## DIRECTIONS
Locate the string "runtime" throughout the material and copy every line in which it occurs.

Segment Start: EXTRACTED ENTRIES

pub mod error;
use parking_lot::{Condvar, Mutex};
use std::sync::Arc;
use std::thread;
use std::time::Duration;
use tokio::runtime::Handle;
use tokio::task::JoinHandle;
use tokio::time::{interval_at, Instant, MissedTickBehavior};
use tracing::{debug, warn};

/// Background sweep owned by a pool. Stops when dropped.
pub(crate) enum Reaper {
    Task(JoinHandle<()>),
    Thread(Arc<StopSignal>),
    Disabled,
}

#[derive(Default)]
pub(crate) struct StopSignal {
    stopped: Mutex<bool>,
    cvar: Condvar,
}

impl StopSignal {
    /// Sleep for `period` or until stopped. Returns true once stopped.
    fn wait(&self, period: Duration) -> bool {
        let mut stopped = self.stopped.lock();
        if !*stopped {
            self.cvar.wait_for(&mut stopped, period);
        }
        *stopped
    }

    fn stop(&self) {
        *self.stopped.lock() = true;
        self.cvar.notify_all();
    }
}

impl Reaper {
    /// Run `tick` every `period` on a dedicated thread, first after one full period.
    ///
    /// The thread does not depend on any runtime, so the sweep keeps going for
    /// as long as the pool lives. `tick` returns false once there is nothing left
    /// to reap for (the pool is gone), which ends the loop.
    pub(crate) fn spawn_thread<F>(period: Duration, mut tick: F) -> Self
    where
        F: FnMut() -> bool + Send + 'static,
    {
        let signal = Arc::new(StopSignal::default());
        let thread_signal = Arc::clone(&signal);
        let spawned = thread::Builder::new()
            .name("sockpool-reaper".to_string())
            .spawn(move || {
                while !thread_signal.wait(period) {
                    if !tick() {
                        break;
                    }
                }
                thread_signal.stop();
            });

        match spawned {
            Ok(_) => {
                debug!("Pool reaper thread started (period: {:?})", period);
                Reaper::Thread(signal)
            }
            Err(e) => {
                warn!(
                    "Failed to start pool reaper thread, idle sockets will not expire: {}",
                    e
                );
                Reaper::Disabled
            }
        }
    }

    /// Run `tick` every `period` as a task on `handle`.
    ///
    /// The task dies with its runtime, so the caller must keep the runtime
    /// alive for as long as the pool.
    pub(crate) fn spawn_task<F>(handle: &Handle, period: Duration, mut tick: F) -> Self
    where
        F: FnMut() -> bool + Send + 'static,
    {
        let first = Instant::now() + period;
        let task = handle.spawn(async move {
            let mut interval = interval_at(first, period);
            interval.set_missed_tick_behavior(MissedTickBehavior::Delay);

            loop {
                interval.tick().await;
                if !tick() {
                    break;
                }
            }
        });
        debug!("Pool reaper task started (period: {:?})", period);
        Reaper::Task(task)
    }

    pub(crate) fn is_running(&self) -> bool {
        match self {
            Reaper::Task(task) => !task.is_finished(),
            Reaper::Thread(signal) => !*signal.stopped.lock(),
            Reaper::Disabled => false,
        }
    }
}

impl Drop for Reaper {
    fn drop(&mut self) {
        match self {
            Reaper::Task(task) => {
                task.abort();
                debug!("Pool reaper task stopped");
            }
            Reaper::Thread(signal) => {
                signal.stop();
                debug!("Pool reaper thread stopped");
            }
            Reaper::Disabled => {}
        }
    }
}
//! SQL statement validation.

pub mod validator;

pub use validator::{FORBIDDEN_TOKENS, MSSQL_FORBIDDEN_WORDS, SqlValidator};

Segment End: EXTRACTED ENTRIES

## SOLUTION TO THE EXERCISE
use tokio::runtime::Handle;
    /// The thread does not depend on any runtime, so the sweep keeps going for
    /// The task dies with its runtime, so the caller must keep the runtime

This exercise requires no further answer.